9. It was, however, contended by Mr. Arun Prakash Chatterjee that the present case was distinguishable from the line of cases to which I referred
a moment ago and he selected for his argument the first of those decisions which contains indeed the basic pronouncement on the subject. Mr.
Chatterjee''s argument was as follows: He said that Rule 20(1) merely contained an injunction, restraining Government servants from conducting
themselves in a certain manner or, to put it in another way, it contained only a command, negatively expressed. By itself it did not create any
liability for its transgression, nor did it say what the consequence of any transgression would be. For the consequence of any transgression of Rule
20(1), one would have to go to Rule 49 of the Civil Services (Classification, Control and Appeal) Rules, but when one referred to that Rule, one
only found that it said nothing more than that certain penalties, including among them the penalty of dismissal, might be imposed upon members of
the services ""for good and sufficient reason."" Mr. Chatterjee pointed out that even Rule 49 did not say that the penalties enumerated therein or any
one of them could be imposed for a violation of Rule 20(1) of the Government Servants'' Conduct Rules. The only way in which a violation of Rule
20(1) could be brought within the purview of Rule 49 of the Civil Services (Classification, Control and Appeal) Rules would be by finding that
such violation was a good and sufficient reason within the meaning of the latter Rule. The next step in Mr. Chatterjee''s argument was that Since
Rule 20(1) of the Government Servants'' Rules did not itself create any liability of any kind for its violation, nor did Rule 49 of the Civil Services
(Classification, Control and Appeal) Rules say expressly or directly that a violation of Rule 20(1) would attract one or other of the penalites
mentioned therein, no liability for a violation of Rule 20(1) could at all accrue before the authorities had found in a particular case that such violation
by the Government servant concerned did constitute good and sufficient reason within the meaning of Rule 49 of the Civil Services (Classification,
Control and Appeal) Rules and called for the imposition of one or another of the penalties mentioned therein. The point in Mr. Chatterjee''s
argument was that no liability for a violation of Rule 20(1) of the Government Servants'' Conduct Rules could arise at any earlier point of time other
than the moment when a finding was arrived at under Rule 49, that such violation constituted a good and sufficient reason for imposing one or other
of the penalties and since that stage had not yet been reached and the Constitution had in the meantime come into force, there could be no question
of the fundamental rights being excluded. To explain the last step of Mr. Chatterjee''s reasoning a little more clearly, what he meant was that the
liability would arise only at the time of the finding and, therefore, the question whether or not the law under which such liability was said to arise
offended against the Constitution would become a relevant point to be decided at that time and such time would be a date after the Constitution.
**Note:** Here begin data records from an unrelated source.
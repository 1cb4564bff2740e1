//! Client error definitions.

use thiserror::Error;

/// Errors that end the client
#[derive(Debug, Error)]
pub enum ClientError {
    /// WebSocket handshake or transport failure
    #[error("WebSocket error: {0}")]
    WebSocket(#[from] tokio_tungstenite::tungstenite::Error),

    /// Envelope could not be serialized
    #[error("failed to encode envelope: {0}")]
    Encode(#[from] serde_json::Error),

    /// Line editor failure
    #[error("readline error: {0}")]
    Readline(#[from] rustyline::error::ReadlineError),
}

/// A user action rejected locally, before anything is sent
#[derive(Debug, Error, Clone, PartialEq, Eq)]
pub enum SessionError {
    #[error("room name cannot be blank")]
    BlankRoom,

    #[error("not in room '{0}'; use /join {0} first")]
    NotJoined(String),

    #[error("no active room; use /create or /join first")]
    NoActiveRoom,
}
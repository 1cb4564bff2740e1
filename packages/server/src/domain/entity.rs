//! Core domain models for the relay.

use std::collections::HashSet;

use serde::Serialize;
use tokio::sync::mpsc;

use super::value_object::{ConnectionId, RoomId, Timestamp};

/// Sending half of a connection's bounded outbound queue.
///
/// Whatever is pushed here is written to the connection's socket, in order.
pub type Outbox = mpsc::Sender<String>;

/// A live connection and the rooms it has joined
#[derive(Debug, Clone)]
pub struct Connection {
    /// Connection identity
    pub id: ConnectionId,
    /// Queue feeding this connection's socket writer
    pub outbox: Outbox,
    /// Joined rooms (set semantics)
    pub rooms: HashSet<RoomId>,
    /// Timestamp when the connection was registered
    pub connected_at: Timestamp,
}

impl Connection {
    /// Create a connection that has not joined any room yet
    pub fn new(id: ConnectionId, outbox: Outbox, connected_at: Timestamp) -> Self {
        Self {
            id,
            outbox,
            rooms: HashSet::new(),
            connected_at,
        }
    }

    /// Add a room to the membership set.
    ///
    /// Returns `false` if the connection was already a member.
    pub fn join(&mut self, room_id: RoomId) -> bool {
        self.rooms.insert(room_id)
    }

    /// Check membership of a room
    pub fn is_member(&self, room_id: &RoomId) -> bool {
        self.rooms.contains(room_id)
    }
}

/// Result of a join request
#[derive(Debug, Clone, Copy, PartialEq, Eq)]
pub enum JoinOutcome {
    /// The room was added to the membership set
    Joined,
    /// The connection was already a member; nothing changed
    AlreadyMember,
    /// The connection is not registered (it may have just closed)
    NotRegistered,
}

/// One target of a fan-out
#[derive(Debug, Clone)]
pub struct Recipient {
    pub id: ConnectionId,
    pub outbox: Outbox,
}

/// Snapshot of the members of a room at query time.
///
/// Consumed once; later registry changes are not reflected.
#[derive(Debug)]
pub struct Recipients {
    inner: std::vec::IntoIter<Recipient>,
}

impl Recipients {
    pub fn new(recipients: Vec<Recipient>) -> Self {
        Self {
            inner: recipients.into_iter(),
        }
    }

    pub fn empty() -> Self {
        Self::new(Vec::new())
    }
}

impl Iterator for Recipients {
    type Item = Recipient;

    fn next(&mut self) -> Option<Self::Item> {
        self.inner.next()
    }

    fn size_hint(&self) -> (usize, Option<usize>) {
        self.inner.size_hint()
    }
}

impl ExactSizeIterator for Recipients {}

/// A room as seen from the outside: derived from memberships
#[derive(Debug, Clone, PartialEq, Eq, Serialize)]
pub struct RoomSummary {
    pub room_id: RoomId,
    pub member_count: usize,
}

/// A member of a room
#[derive(Debug, Clone, PartialEq, Eq, Serialize)]
pub struct RoomMember {
    pub connection_id: ConnectionId,
    pub connected_at: Timestamp,
}

#[cfg(test)]
mod tests {
    use super::*;
    use crate::domain::factory::ConnectionIdFactory;

    fn create_connection() -> Connection {
        let (outbox, _rx) = mpsc::channel(1);
        Connection::new(ConnectionIdFactory::generate(), outbox, Timestamp::new(1000))
    }

    #[test]
    fn test_connection_new_has_no_rooms() {
        // テスト項目: 新しい Connection はどのルームにも参加していない
        // when (操作):
        let connection = create_connection();

        // then (期待する結果):
        assert!(connection.rooms.is_empty());
        assert_eq!(connection.connected_at, Timestamp::new(1000));
    }

    #[test]
    fn test_connection_join_is_idempotent() {
        // テスト項目: 同じルームに 2 回参加しても参加ルームは 1 つのまま
        // given (前提条件):
        let mut connection = create_connection();

        // when (操作):
        let first = connection.join(RoomId::new("r1"));
        let second = connection.join(RoomId::new("r1"));

        // then (期待する結果):
        assert!(first);
        assert!(!second);
        assert_eq!(connection.rooms.len(), 1);
        assert!(connection.is_member(&RoomId::new("r1")));
    }

    #[test]
    fn test_connection_multiple_rooms() {
        // テスト項目: 複数のルームに参加できる
        // given (前提条件):
        let mut connection = create_connection();

        // when (操作):
        connection.join(RoomId::new("a"));
        connection.join(RoomId::new("b"));

        // then (期待する結果):
        assert_eq!(connection.rooms.len(), 2);
        assert!(connection.is_member(&RoomId::new("a")));
        assert!(connection.is_member(&RoomId::new("b")));
        assert!(!connection.is_member(&RoomId::new("c")));
    }

    #[test]
    fn test_recipients_is_exact_size() {
        // テスト項目: Recipients は件数を保持したまま一度だけ走査できる
        // given (前提条件):
        let a = create_connection();
        let b = create_connection();
        let mut recipients = Recipients::new(vec![
            Recipient {
                id: a.id,
                outbox: a.outbox.clone(),
            },
            Recipient {
                id: b.id,
                outbox: b.outbox.clone(),
            },
        ]);

        // when (操作):
        let first = recipients.next();

        // then (期待する結果):
        assert_eq!(first.map(|r| r.id), Some(a.id));
        assert_eq!(recipients.len(), 1);
        assert_eq!(recipients.next().map(|r| r.id), Some(b.id));
        assert!(recipients.next().is_none());
        assert_eq!(Recipients::empty().len(), 0);
    }
}
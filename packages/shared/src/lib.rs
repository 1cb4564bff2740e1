//! Shared utilities for Roomcast server and client.

pub mod logger;
pub mod time;
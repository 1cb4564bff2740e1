//! InMemory Repository 実装

mod connection;

pub use connection::InMemoryConnectionRepository;
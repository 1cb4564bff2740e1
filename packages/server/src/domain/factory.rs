//! Domain factories for creating domain entities and value objects.

use super::ConnectionId;

/// Factory for generating ConnectionId instances.
///
/// Keeps id generation apart from the value object itself, so tests can
/// build ids from fixed UUIDs with `ConnectionId::from_uuid`.
pub struct ConnectionIdFactory;

impl ConnectionIdFactory {
    /// Generate a new ConnectionId with a random UUID v4.
    pub fn generate() -> ConnectionId {
        ConnectionId::from_uuid(uuid::Uuid::new_v4())
    }
}
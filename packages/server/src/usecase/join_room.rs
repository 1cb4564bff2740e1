//! UseCase: ルーム参加処理
//!
//! ## テスト実装の作業記録
//!
//! ### 何をテストしているか
//! - JoinRoomUseCase::execute() メソッド
//!
//! ### なぜこのテストが必要か
//! - 参加は集合として扱われる（冪等）ことを保証
//! - 切断処理と競合した参加要求が安全に無視されることを保証
//!
//! ### どのような状況を想定しているか
//! - 正常系：新しいルームへの参加
//! - エッジケース：同じルームへの重複参加、空文字列のルーム ID
//! - 異常系：未登録の接続からの参加要求（何もしない）

use std::sync::Arc;

use crate::domain::{ConnectionId, ConnectionRepository, JoinOutcome, RoomId};

/// ルーム参加のユースケース
///
/// 参加者への応答はありません（クライアントが参加ルームを自分で管理します）。
pub struct JoinRoomUseCase {
    /// Repository（データアクセス層の抽象化）
    repository: Arc<dyn ConnectionRepository>,
}

impl JoinRoomUseCase {
    /// 新しい JoinRoomUseCase を作成
    pub fn new(repository: Arc<dyn ConnectionRepository>) -> Self {
        Self { repository }
    }

    /// ルーム参加を実行
    ///
    /// # Arguments
    ///
    /// * `connection_id` - 参加する接続の ID
    /// * `room_id` - 参加するルームの ID（形式は問わない）
    pub async fn execute(&self, connection_id: ConnectionId, room_id: RoomId) -> JoinOutcome {
        let outcome = self.repository.join(connection_id, room_id.clone()).await;
        match outcome {
            JoinOutcome::Joined => {
                tracing::info!(connection_id = %connection_id, room_id = %room_id, "Joined room");
            }
            JoinOutcome::AlreadyMember => {
                tracing::debug!(connection_id = %connection_id, room_id = %room_id, "Already a member");
            }
            JoinOutcome::NotRegistered => {
                tracing::debug!(connection_id = %connection_id, room_id = %room_id, "Join from unregistered connection ignored");
            }
        }
        outcome
    }
}

#[cfg(test)]
mod tests {
    use super::*;
    use crate::{
        domain::{ConnectionIdFactory, MockConnectionRepository, RoomSummary, Timestamp},
        infrastructure::repository::InMemoryConnectionRepository,
    };
    use tokio::sync::mpsc;

    async fn create_registered(
        repository: &InMemoryConnectionRepository,
    ) -> (ConnectionId, mpsc::Receiver<String>) {
        let id = ConnectionIdFactory::generate();
        let (outbox, rx) = mpsc::channel(4);
        repository.register(id, outbox, Timestamp::new(0)).await;
        (id, rx)
    }

    #[tokio::test]
    async fn test_join_room_success() {
        // テスト項目: 登録済みの接続はルームに参加できる
        // given (前提条件):
        let repository = Arc::new(InMemoryConnectionRepository::new());
        let usecase = JoinRoomUseCase::new(repository.clone());
        let (id, _rx) = create_registered(&repository).await;

        // when (操作):
        let outcome = usecase.execute(id, RoomId::new("r1")).await;

        // then (期待する結果):
        assert_eq!(outcome, JoinOutcome::Joined);
        let members = repository.room_members(&RoomId::new("r1")).await;
        assert_eq!(members.len(), 1);
        assert_eq!(members[0].connection_id, id);
    }

    #[tokio::test]
    async fn test_join_room_twice_equals_once() {
        // テスト項目: 同じルームに 2 回参加しても 1 回参加した状態と同じ
        // given (前提条件):
        let repository = Arc::new(InMemoryConnectionRepository::new());
        let usecase = JoinRoomUseCase::new(repository.clone());
        let (id, _rx) = create_registered(&repository).await;

        // when (操作):
        usecase.execute(id, RoomId::new("r1")).await;
        let second = usecase.execute(id, RoomId::new("r1")).await;

        // then (期待する結果):
        assert_eq!(second, JoinOutcome::AlreadyMember);
        assert_eq!(
            repository.list_rooms().await,
            vec![RoomSummary {
                room_id: RoomId::new("r1"),
                member_count: 1
            }]
        );
    }

    #[tokio::test]
    async fn test_join_room_empty_id_is_accepted() {
        // テスト項目: 空文字列のルーム ID も有効な ID として扱われる
        // given (前提条件):
        let repository = Arc::new(InMemoryConnectionRepository::new());
        let usecase = JoinRoomUseCase::new(repository.clone());
        let (id, _rx) = create_registered(&repository).await;

        // when (操作):
        let outcome = usecase.execute(id, RoomId::new("")).await;

        // then (期待する結果):
        assert_eq!(outcome, JoinOutcome::Joined);
        assert_eq!(repository.room_members(&RoomId::new("")).await.len(), 1);
    }

    #[tokio::test]
    async fn test_join_room_unregistered_is_noop() {
        // テスト項目: 未登録の接続からの参加要求は何もしない（エラーにならない）
        // given (前提条件):
        let ghost = ConnectionIdFactory::generate();
        let mut repository = MockConnectionRepository::new();
        repository
            .expect_join()
            .withf(move |id, room| *id == ghost && room.as_str() == "r1")
            .times(1)
            .return_const(JoinOutcome::NotRegistered);
        let usecase = JoinRoomUseCase::new(Arc::new(repository));

        // when (操作):
        let outcome = usecase.execute(ghost, RoomId::new("r1")).await;

        // then (期待する結果):
        assert_eq!(outcome, JoinOutcome::NotRegistered);
    }
}
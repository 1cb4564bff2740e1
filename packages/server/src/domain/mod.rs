//! Domain layer for the relay.
//!
//! This module contains the connection/room model and the registry interface,
//! independent of the wire format and of the storage behind the registry.

pub mod entity;
pub mod factory;
pub mod repository;
pub mod value_object;

pub use entity::{Connection, JoinOutcome, Outbox, Recipient, Recipients, RoomMember, RoomSummary};
pub use factory::ConnectionIdFactory;
pub use repository::ConnectionRepository;
#[cfg(test)]
pub use repository::MockConnectionRepository;
pub use value_object::{ConnectionId, MessageContent, RoomId, Timestamp};
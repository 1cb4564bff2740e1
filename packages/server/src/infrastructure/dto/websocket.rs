//! WebSocket message DTOs for the relay.
//!
//! Client → server frames are JSON envelopes:
//!
//! ```json
//! {"type":"join","payload":{"roomId":"r1"}}
//! {"type":"chat","payload":{"roomId":"r1","message":"hi"}}
//! ```
//!
//! Server → client frames carry the bare chat text, with no envelope.

use serde::{Deserialize, Serialize, de::DeserializeOwned};
use serde_json::{Map, Value};
use thiserror::Error;

/// Payload of a `join` envelope
#[derive(Debug, Clone, PartialEq, Eq, Serialize, Deserialize)]
#[serde(rename_all = "camelCase")]
pub struct JoinPayload {
    pub room_id: String,
}

/// Payload of a `chat` envelope
#[derive(Debug, Clone, PartialEq, Eq, Serialize, Deserialize)]
#[serde(rename_all = "camelCase")]
pub struct ChatPayload {
    pub room_id: String,
    pub message: String,
}

/// Envelope as written by clients
#[derive(Debug, Clone, PartialEq, Eq, Serialize)]
#[serde(tag = "type", content = "payload", rename_all = "lowercase")]
pub enum ClientEnvelope {
    Join(JoinPayload),
    Chat(ChatPayload),
}

impl ClientEnvelope {
    pub fn join(room_id: impl Into<String>) -> Self {
        Self::Join(JoinPayload {
            room_id: room_id.into(),
        })
    }

    pub fn chat(room_id: impl Into<String>, message: impl Into<String>) -> Self {
        Self::Chat(ChatPayload {
            room_id: room_id.into(),
            message: message.into(),
        })
    }

    /// Serialize to the JSON text sent over the socket
    pub fn to_json(&self) -> Result<String, serde_json::Error> {
        serde_json::to_string(self)
    }
}

/// Decoded inbound frame
#[derive(Debug, Clone, PartialEq, Eq)]
pub enum Inbound {
    Join(JoinPayload),
    Chat(ChatPayload),
    /// Well-formed envelope whose `type` is neither `join` nor `chat`
    Unrecognized(String),
}

/// Inbound frame that could not be decoded
#[derive(Debug, Error)]
pub enum EnvelopeError {
    #[error("malformed envelope: {0}")]
    Malformed(#[from] serde_json::Error),
}

impl Inbound {
    /// Decode one text frame.
    ///
    /// The frame and its `payload` must be JSON objects. The `type` field
    /// picks the payload schema; an absent or unknown `type` yields
    /// `Unrecognized` instead of an error.
    pub fn decode(text: &str) -> Result<Self, EnvelopeError> {
        let mut envelope: Map<String, Value> = serde_json::from_str(text)?;
        let kind: Option<String> =
            serde_json::from_value(envelope.remove("type").unwrap_or_default())?;
        let inbound = match kind.as_deref() {
            Some("join") => Self::Join(decode_payload(envelope.remove("payload"))?),
            Some("chat") => Self::Chat(decode_payload(envelope.remove("payload"))?),
            other => Self::Unrecognized(other.unwrap_or_default().to_string()),
        };
        Ok(inbound)
    }
}

fn decode_payload<T: DeserializeOwned>(payload: Option<Value>) -> Result<T, EnvelopeError> {
    let payload: Map<String, Value> = serde_json::from_value(payload.unwrap_or_default())?;
    Ok(serde_json::from_value(Value::Object(payload))?)
}
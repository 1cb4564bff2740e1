//! Repository パターンの実装
//!
//! ドメイン層が定義する Repository trait の具体的な実装を提供します。
//! UseCase 層は trait（ドメイン層）に依存し、この実装に直接依存しません（依存性の逆転）。

pub mod inmemory;

pub use inmemory::InMemoryConnectionRepository;
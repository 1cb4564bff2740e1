//! WebSocket relay server: HTTP/WebSocket surface and process lifecycle.

mod handler;
mod runner;
mod signal;
pub mod state;

pub use runner::{build_router, run, serve};
pub use signal::shutdown_signal;
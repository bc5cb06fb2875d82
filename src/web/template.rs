//! Page templates.
//!
//! Templates are plain HTML with two kinds of placeholders:
//!
//! * `{{ blog.name }}` looks the dotted path up in the context and inserts it
//!   HTML-escaped (missing values and `null` render as nothing);
//! * `{{ blogs | json }}` inserts the value as JSON, safe to embed inside a
//!   `<script>` element.

use lazy_static::lazy_static;
use regex::{Captures, Regex};
use serde_json::Value as JsonValue;
use std::collections::HashMap;
use std::path::{Path, PathBuf};
use thiserror::Error;
use tracing::info;

lazy_static! {
    static ref PLACEHOLDER: Regex =
        Regex::new(r"\{\{\s*([A-Za-z_][A-Za-z0-9_.]*)\s*(\|\s*json\s*)?\}\}")
            .expect("placeholder pattern is valid");
}

#[derive(Error, Debug)]
pub enum TemplateError {
    #[error("template not found: {0}")]
    NotFound(String),

    #[error("failed to read templates from {path}: {source}")]
    Io {
        path: PathBuf,
        #[source]
        source: std::io::Error,
    },
}

/// Renders a named template with a JSON context.
pub trait TemplateRenderer: Send + Sync {
    fn render(&self, name: &str, context: &JsonValue) -> Result<String, TemplateError>;
}

/// Every `*.html` file of a directory, loaded once at startup.
#[derive(Debug, Clone, Default)]
pub struct FileTemplates {
    templates: HashMap<String, String>,
}

impl FileTemplates {
    pub fn load(dir: impl AsRef<Path>) -> Result<Self, TemplateError> {
        let dir = dir.as_ref();
        let io_err = |source| TemplateError::Io {
            path: dir.to_path_buf(),
            source,
        };

        let mut templates = HashMap::new();
        for entry in std::fs::read_dir(dir).map_err(io_err)? {
            let path = entry.map_err(io_err)?.path();
            if path.extension().and_then(|ext| ext.to_str()) != Some("html") {
                continue;
            }
            let Some(name) = path.file_name().and_then(|name| name.to_str()) else {
                continue;
            };
            let source = std::fs::read_to_string(&path).map_err(|source| TemplateError::Io {
                path: path.clone(),
                source,
            })?;
            templates.insert(name.to_string(), source);
        }

        info!(path = %dir.display(), count = templates.len(), "templates loaded");
        Ok(Self { templates })
    }

    pub fn len(&self) -> usize {
        self.templates.len()
    }

    pub fn is_empty(&self) -> bool {
        self.templates.is_empty()
    }
}

impl TemplateRenderer for FileTemplates {
    fn render(&self, name: &str, context: &JsonValue) -> Result<String, TemplateError> {
        let source = self
            .templates
            .get(name)
            .ok_or_else(|| TemplateError::NotFound(name.to_string()))?;
        Ok(render_source(source, context))
    }
}

/// In-memory templates, registered by name.
#[derive(Debug, Clone, Default)]
pub struct MemoryTemplates {
    templates: HashMap<String, String>,
}

impl MemoryTemplates {
    pub fn new() -> Self {
        Self::default()
    }

    pub fn with(mut self, name: &str, source: &str) -> Self {
        self.templates.insert(name.to_string(), source.to_string());
        self
    }
}

impl TemplateRenderer for MemoryTemplates {
    fn render(&self, name: &str, context: &JsonValue) -> Result<String, TemplateError> {
        let source = self
            .templates
            .get(name)
            .ok_or_else(|| TemplateError::NotFound(name.to_string()))?;
        Ok(render_source(source, context))
    }
}

pub fn render_source(source: &str, context: &JsonValue) -> String {
    PLACEHOLDER
        .replace_all(source, |caps: &Captures<'_>| {
            let value = lookup(context, &caps[1]);
            if caps.get(2).is_some() {
                script_json(value.unwrap_or(&JsonValue::Null))
            } else {
                match value {
                    None | Some(JsonValue::Null) => String::new(),
                    Some(JsonValue::String(s)) => escape_html(s),
                    Some(other) => escape_html(&other.to_string()),
                }
            }
        })
        .into_owned()
}

fn lookup<'a>(context: &'a JsonValue, path: &str) -> Option<&'a JsonValue> {
    path.split('.').try_fold(context, |value, key| match value {
        JsonValue::Object(map) => map.get(key),
        JsonValue::Array(items) => key.parse::<usize>().ok().and_then(|i| items.get(i)),
        _ => None,
    })
}

pub fn escape_html(text: &str) -> String {
    let mut out = String::with_capacity(text.len());
    for c in text.chars() {
        match c {
            '&' => out.push_str("&amp;"),
            '<' => out.push_str("&lt;"),
            '>' => out.push_str("&gt;"),
            '"' => out.push_str("&quot;"),
            '\'' => out.push_str("&#39;"),
            c => out.push(c),
        }
    }
    out
}

// `</script>` inside a string literal would end the element early.
fn script_json(value: &JsonValue) -> String {
    value
        .to_string()
        .replace('<', "\\u003c")
        .replace('>', "\\u003e")
        .replace('&', "\\u0026")
}
//! Handler registration and the request adapter.
//!
//! Handlers are plain async functions `(state, CallArgs) -> Result<Reply, HandlerError>`
//! declared together with their route and [`ParameterPlan`]. The
//! [`RouteRegistry`] mounts them on an axum router; every call goes through
//! the adapter, which binds path, query and body data according to the plan,
//! runs the handler and coerces its [`Reply`] into a response.

pub mod adapter;
pub mod args;
pub mod error;
pub mod handler;
pub mod logger;
pub mod page;
pub mod plan;
pub mod registry;
pub mod reply;
pub mod template;

pub use adapter::BindError;
pub use args::{CallArgs, REQUEST_KEY, RequestContext};
pub use error::{ApiError, ConfigurationError, HandlerError};
pub use handler::{HandlerDef, HandlerResult, HandlerSource};
pub use logger::log_request;
pub use page::{DEFAULT_PAGE_SIZE, Page, get_page_index};
pub use plan::ParameterPlan;
pub use registry::{RouteRegistry, WebState};
pub use reply::{REDIRECT_PREFIX, Reply, TEMPLATE_KEY, TemplateGlobals};
pub use template::{FileTemplates, MemoryTemplates, TemplateError, TemplateRenderer};
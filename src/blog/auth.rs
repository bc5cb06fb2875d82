//! Session cookies and password storage.
//!
//! Cookie value: `<uid>-<expires>-<sha1(uid-password_hash-expires-secret)>`.
//! Changing a password invalidates every cookie issued before.

use super::models::User;
use crate::orm::Database;
use axum::http::{HeaderMap, HeaderValue, header};
use chrono::Utc;
use md5::Md5;
use sha1::{Digest, Sha1};
use tracing::{debug, info, warn};

pub const COOKIE_NAME: &str = "awesession";

/// Settings used to issue and check session cookies.
#[derive(Debug, Clone)]
pub struct SessionKeys {
    pub secret: String,
    pub max_age: i64,
}

impl SessionKeys {
    pub fn new(secret: impl Into<String>, max_age: i64) -> Self {
        Self {
            secret: secret.into(),
            max_age,
        }
    }
}

fn session_digest(uid: &str, password_hash: &str, expires: i64, secret: &str) -> String {
    let raw = format!("{uid}-{password_hash}-{expires}-{secret}");
    format!("{:x}", Sha1::digest(raw.as_bytes()))
}

/// Cookie value for `user`, valid for `keys.max_age` seconds from now.
pub fn user2cookie(user: &User, keys: &SessionKeys) -> String {
    let uid = user.id.as_deref().unwrap_or_default();
    let expires = Utc::now().timestamp() + keys.max_age;
    let digest = session_digest(uid, &user.password_hash, expires, &keys.secret);
    format!("{uid}-{expires}-{digest}")
}

#[derive(Debug, Clone, PartialEq, Eq)]
struct SessionToken<'a> {
    uid: &'a str,
    expires: i64,
    digest: &'a str,
}

fn parse_token(value: &str) -> Option<SessionToken<'_>> {
    let mut parts = value.split('-');
    let (uid, expires, digest) = (parts.next()?, parts.next()?, parts.next()?);
    if parts.next().is_some() || uid.is_empty() {
        return None;
    }
    Some(SessionToken {
        uid,
        expires: expires.parse().ok()?,
        digest,
    })
}

/// Load the user a session cookie belongs to.
///
/// Any problem (malformed or expired cookie, unknown user, digest mismatch,
/// database failure) yields `None`: the request is simply anonymous.
pub async fn cookie2user(db: &Database, cookie: &str, keys: &SessionKeys) -> Option<User> {
    let token = parse_token(cookie)?;
    if token.expires < Utc::now().timestamp() {
        debug!(uid = token.uid, "session cookie expired");
        return None;
    }

    let user = match db.find::<User>(token.uid).await {
        Ok(Some(user)) => user,
        Ok(None) => return None,
        Err(err) => {
            warn!(error = %err, "failed to load session user");
            return None;
        }
    };

    let expected = session_digest(token.uid, &user.password_hash, token.expires, &keys.secret);
    if expected != token.digest {
        info!("invalid sha1");
        return None;
    }
    Some(user.masked())
}

/// Value of the session cookie in a request's `Cookie` headers.
pub fn session_cookie(headers: &HeaderMap) -> Option<&str> {
    headers
        .get_all(header::COOKIE)
        .iter()
        .filter_map(|value| value.to_str().ok())
        .flat_map(|value| value.split(';'))
        .filter_map(|pair| pair.trim().split_once('='))
        .find(|(name, _)| *name == COOKIE_NAME)
        .map(|(_, value)| value)
}

/// `Set-Cookie` header for a session value.
pub fn set_cookie_header(value: &str, max_age: i64) -> Option<HeaderValue> {
    HeaderValue::from_str(&format!(
        "{COOKIE_NAME}={value}; Max-Age={max_age}; Path=/; HttpOnly"
    ))
    .ok()
}

/// sha1 of `<uid>:<client sha1>`, short enough to stay clear of bcrypt's
/// 72-byte input limit.
fn password_digest(uid: &str, passwd: &str) -> String {
    format!("{:x}", Sha1::digest(format!("{uid}:{passwd}").as_bytes()))
}

/// Stored form of a password: bcrypt over the uid-salted sha1 digest.
pub fn hash_password(uid: &str, passwd: &str, cost: u32) -> Result<String, bcrypt::BcryptError> {
    bcrypt::hash(password_digest(uid, passwd), cost)
}

pub fn verify_password(uid: &str, passwd: &str, password_hash: &str) -> bool {
    bcrypt::verify(password_digest(uid, passwd), password_hash).unwrap_or(false)
}

pub fn gravatar_url(email: &str) -> String {
    format!(
        "http://www.gravatar.com/avatar/{:x}?d=mm&s=120",
        Md5::digest(email.as_bytes())
    )
}
use crate::core::{StorageType, Value};
use std::fmt;

/// Default applied by `save` when a field has no value.
#[derive(Clone)]
pub enum FieldDefault {
    None,
    Value(Value),
    Factory(fn() -> Value),
}

impl FieldDefault {
    pub fn resolve(&self) -> Option<Value> {
        match self {
            Self::None => None,
            Self::Value(value) => Some(value.clone()),
            Self::Factory(factory) => Some(factory()),
        }
    }
}

impl fmt::Debug for FieldDefault {
    fn fmt(&self, f: &mut fmt::Formatter<'_>) -> fmt::Result {
        match self {
            Self::None => write!(f, "None"),
            Self::Value(value) => write!(f, "Value({value:?})"),
            Self::Factory(_) => write!(f, "Factory(..)"),
        }
    }
}

/// Column definition of a persisted model.
#[derive(Debug, Clone)]
pub struct Field {
    pub name: String,
    pub storage: StorageType,
    pub ddl: String,
    pub primary_key: bool,
    pub default: FieldDefault,
}

impl Field {
    fn new(name: &str, storage: StorageType, ddl: &str, default: FieldDefault) -> Self {
        Self {
            name: name.to_string(),
            storage,
            ddl: ddl.to_string(),
            primary_key: false,
            default,
        }
    }

    /// Short text, `varchar(100)` unless overridden with [`Field::ddl`].
    pub fn string(name: &str) -> Self {
        Self::new(name, StorageType::ShortText, "varchar(100)", FieldDefault::None)
    }

    pub fn boolean(name: &str) -> Self {
        Self::new(
            name,
            StorageType::Boolean,
            "boolean",
            FieldDefault::Value(Value::Boolean(false)),
        )
    }

    pub fn integer(name: &str) -> Self {
        Self::new(
            name,
            StorageType::Integer,
            "bigint",
            FieldDefault::Value(Value::Integer(0)),
        )
    }

    pub fn float(name: &str) -> Self {
        Self::new(
            name,
            StorageType::Real,
            "real",
            FieldDefault::Value(Value::Float(0.0)),
        )
    }

    pub fn text(name: &str) -> Self {
        Self::new(name, StorageType::LongText, "text", FieldDefault::None)
    }

    pub fn primary_key(mut self) -> Self {
        self.primary_key = true;
        self
    }

    pub fn ddl(mut self, ddl: &str) -> Self {
        self.ddl = ddl.to_string();
        self
    }

    pub fn default_value(mut self, value: impl Into<Value>) -> Self {
        self.default = FieldDefault::Value(value.into());
        self
    }

    pub fn default_with(mut self, factory: fn() -> Value) -> Self {
        self.default = FieldDefault::Factory(factory);
        self
    }

    /// Column definition for `create table`.
    pub fn column_ddl(&self) -> String {
        if self.primary_key {
            format!("`{}` {} not null", self.name, self.ddl)
        } else {
            format!("`{}` {}", self.name, self.ddl)
        }
    }
}

impl fmt::Display for Field {
    fn fmt(&self, f: &mut fmt::Formatter<'_>) -> fmt::Result {
        write!(f, "<{}, {}:{}>", self.storage, self.ddl, self.name)
    }
}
That being so, the question whether Rule 20(1) did or did not constitute an invasion of the fundamental right guaranteed by Article 19(1) (a) of the
Constitution was, according to Mr. Chatterjee, a question which did arise out of the facts of the case and would call for decision. It would call for
decision, because Rule 20(1) and Article 19(1) (a) would come face to face at the date of the finding under Rule 49 and such date being a date
after the commencement of the Constitution, the result of the impact or the conflict would have to be adjudged.
10. I am unable to accept this contention of Mr. Chatterjee, however plausible or ingenious it may be. Whether or not Rule 20(1) itself contains
any provision for penalties to be imposed on account of its violation seems to me to be immaterial. The Acts of our Legislature are full of provisions
where the transgression is defined in one section or in one law and the penalty is defined or provided for in another. It does not, therefore, seem to
me to be of any consequence that the punishment for a violation of Rule 20(1) is provided for in Rule 49 of the Civil Services (Classification,
Control and Appeal) Rules. Again, it seems to me that if a violation of Rule 20(1) ''does create a liability which may be punished under Rule 49 of
the disciplinary rules, such liability arises when the violation takes place and not when the violation is adjudged to have taken place. When some
provision of law is infringed, the penal consequence of such infringement accrues at once, although a declaration of the consequence may come at a
later date and the consequence itself may be inflicted when the declaration is made. A finding that a particular offence has been committed or a
liability has been incurred or a transgression made, is always made after the liability or the offence or the transgression has taken place. The finding
incorporates, as it were, a discovery of the liability, but the accrual of the liability is not contemporaneous with the discovery. It has already
accrued and accrued earlier. The actual punishment is even further removed from the accrual of the liability. I cannot find anything either in principle
or reason to hold that when a particular law, involving penal consequence for its breach has been violated, the accrual of the liability for such
violation is postponed till the authority concerned finds and declares that such a violation has taken place and he inflicts a proper punishment. As
far as I can see, it cannot be right to say on the facts of the present case that no liability for a violation of Rule 20(1) would accrue till the authorities
found that such violation had taken place and that it constituted good and sufficient reason within the meaning of Rule 49.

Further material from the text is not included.